_Your instructions_: Using the data beneath, show every line that includes the word "usize".

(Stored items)
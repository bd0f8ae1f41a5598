use crate::claims::ClaimDefinition;
use crate::client::OAuthClient;
use crate::role::Role;
use crate::scope::Scope;
use crate::tenant::Tenant;
use chrono::{DateTime, Utc};
use serde::{Deserialize, Serialize};
use uuid::Uuid;

/// Full configuration export of one tenant.
///
/// System scopes and system roles are never exported; user password
/// hashes never leave the data plane.
#[derive(Debug, Clone, Serialize, Deserialize)]
#[serde(rename_all = "camelCase")]
pub struct TenantExport {
    pub tenant: Tenant,

    #[serde(default)]
    pub clients: Vec<OAuthClient>,

    #[serde(default)]
    pub scopes: Vec<Scope>,

    #[serde(default)]
    pub claims: Vec<ClaimDefinition>,

    #[serde(default)]
    pub roles: Vec<Role>,

    #[serde(default)]
    pub users: Vec<ExportedUser>,
}

/// Data-plane user as it appears in exports: no password hash, ever.
#[derive(Debug, Clone, Serialize, Deserialize)]
#[serde(rename_all = "camelCase")]
pub struct ExportedUser {
    pub id: Uuid,
    pub email: String,
    pub email_verified: bool,
    pub is_active: bool,
    #[serde(default)]
    pub metadata: serde_json::Value,
    pub created_at: DateTime<Utc>,
}

/// What to include in an export beyond the base configuration.
#[derive(Debug, Clone, Copy, Default, Deserialize)]
#[serde(rename_all = "camelCase", default)]
pub struct ExportOptions {
    pub include_roles: bool,
    pub include_users: bool,
}

/// Import application mode.
#[derive(Debug, Clone, Copy, Serialize, Deserialize, PartialEq, Eq)]
#[serde(rename_all = "lowercase")]
pub enum ImportMode {
    /// Upsert entities from the payload, keep everything else.
    Merge,
    /// Replace the tenant's configuration with the payload.
    Replace,
}

impl Default for ImportMode {
    fn default() -> Self {
        ImportMode::Merge
    }
}

/// Outcome of a dry-run or applied import.
#[derive(Debug, Clone, Serialize, Default)]
#[serde(rename_all = "camelCase")]
pub struct ImportReport {
    pub clients: usize,
    pub scopes: usize,
    pub claims: usize,
    pub roles: usize,
    pub users: usize,

    #[serde(skip_serializing_if = "Vec::is_empty")]
    pub warnings: Vec<String>,
}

_Output of the task_:
    pub clients: usize,
    pub scopes: usize,
    pub claims: usize,
    pub roles: usize,
    pub users: usize,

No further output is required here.